Assigned task:
Every line in the records below that holds "Option" must be identified and copied.

╭─ Supplied information

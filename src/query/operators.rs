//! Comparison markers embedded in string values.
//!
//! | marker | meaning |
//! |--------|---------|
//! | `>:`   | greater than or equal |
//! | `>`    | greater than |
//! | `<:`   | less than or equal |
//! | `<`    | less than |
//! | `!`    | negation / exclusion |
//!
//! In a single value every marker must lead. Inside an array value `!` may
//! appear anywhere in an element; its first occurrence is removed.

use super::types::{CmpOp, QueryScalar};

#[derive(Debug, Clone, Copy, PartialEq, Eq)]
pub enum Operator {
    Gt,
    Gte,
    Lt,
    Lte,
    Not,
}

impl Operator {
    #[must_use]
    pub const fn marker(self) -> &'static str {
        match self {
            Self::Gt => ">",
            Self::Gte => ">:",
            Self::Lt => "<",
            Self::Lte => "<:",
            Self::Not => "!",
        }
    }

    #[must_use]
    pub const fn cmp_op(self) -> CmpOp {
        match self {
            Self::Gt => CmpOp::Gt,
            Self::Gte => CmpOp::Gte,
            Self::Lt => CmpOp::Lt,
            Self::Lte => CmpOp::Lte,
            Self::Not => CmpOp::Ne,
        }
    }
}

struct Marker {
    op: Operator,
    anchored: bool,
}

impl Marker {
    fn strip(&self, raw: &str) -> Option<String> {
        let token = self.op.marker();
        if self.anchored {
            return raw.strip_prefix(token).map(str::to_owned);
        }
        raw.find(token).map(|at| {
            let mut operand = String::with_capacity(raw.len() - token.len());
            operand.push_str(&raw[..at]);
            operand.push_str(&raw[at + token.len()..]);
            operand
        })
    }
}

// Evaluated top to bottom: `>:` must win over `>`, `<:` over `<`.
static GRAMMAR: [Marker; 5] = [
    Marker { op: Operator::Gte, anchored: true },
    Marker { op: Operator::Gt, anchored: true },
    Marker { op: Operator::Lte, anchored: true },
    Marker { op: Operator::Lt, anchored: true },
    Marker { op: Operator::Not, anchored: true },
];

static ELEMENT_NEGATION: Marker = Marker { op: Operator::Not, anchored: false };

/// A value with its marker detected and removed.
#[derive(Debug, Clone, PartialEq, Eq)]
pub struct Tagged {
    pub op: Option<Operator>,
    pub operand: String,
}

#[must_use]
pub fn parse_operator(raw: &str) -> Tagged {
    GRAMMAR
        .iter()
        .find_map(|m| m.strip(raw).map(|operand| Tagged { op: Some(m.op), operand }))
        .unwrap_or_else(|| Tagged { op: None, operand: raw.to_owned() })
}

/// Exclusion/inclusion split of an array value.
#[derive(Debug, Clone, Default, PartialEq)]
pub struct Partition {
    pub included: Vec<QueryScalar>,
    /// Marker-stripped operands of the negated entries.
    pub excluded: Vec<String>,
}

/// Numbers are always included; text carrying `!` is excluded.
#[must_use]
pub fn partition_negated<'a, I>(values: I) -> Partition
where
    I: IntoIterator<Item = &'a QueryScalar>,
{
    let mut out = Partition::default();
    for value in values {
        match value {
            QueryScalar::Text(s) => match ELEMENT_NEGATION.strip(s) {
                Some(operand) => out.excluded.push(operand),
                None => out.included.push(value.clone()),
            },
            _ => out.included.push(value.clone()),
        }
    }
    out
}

╰─

Reply to the exercise:
    fn strip(&self, raw: &str) -> Option<String> {
    pub op: Option<Operator>,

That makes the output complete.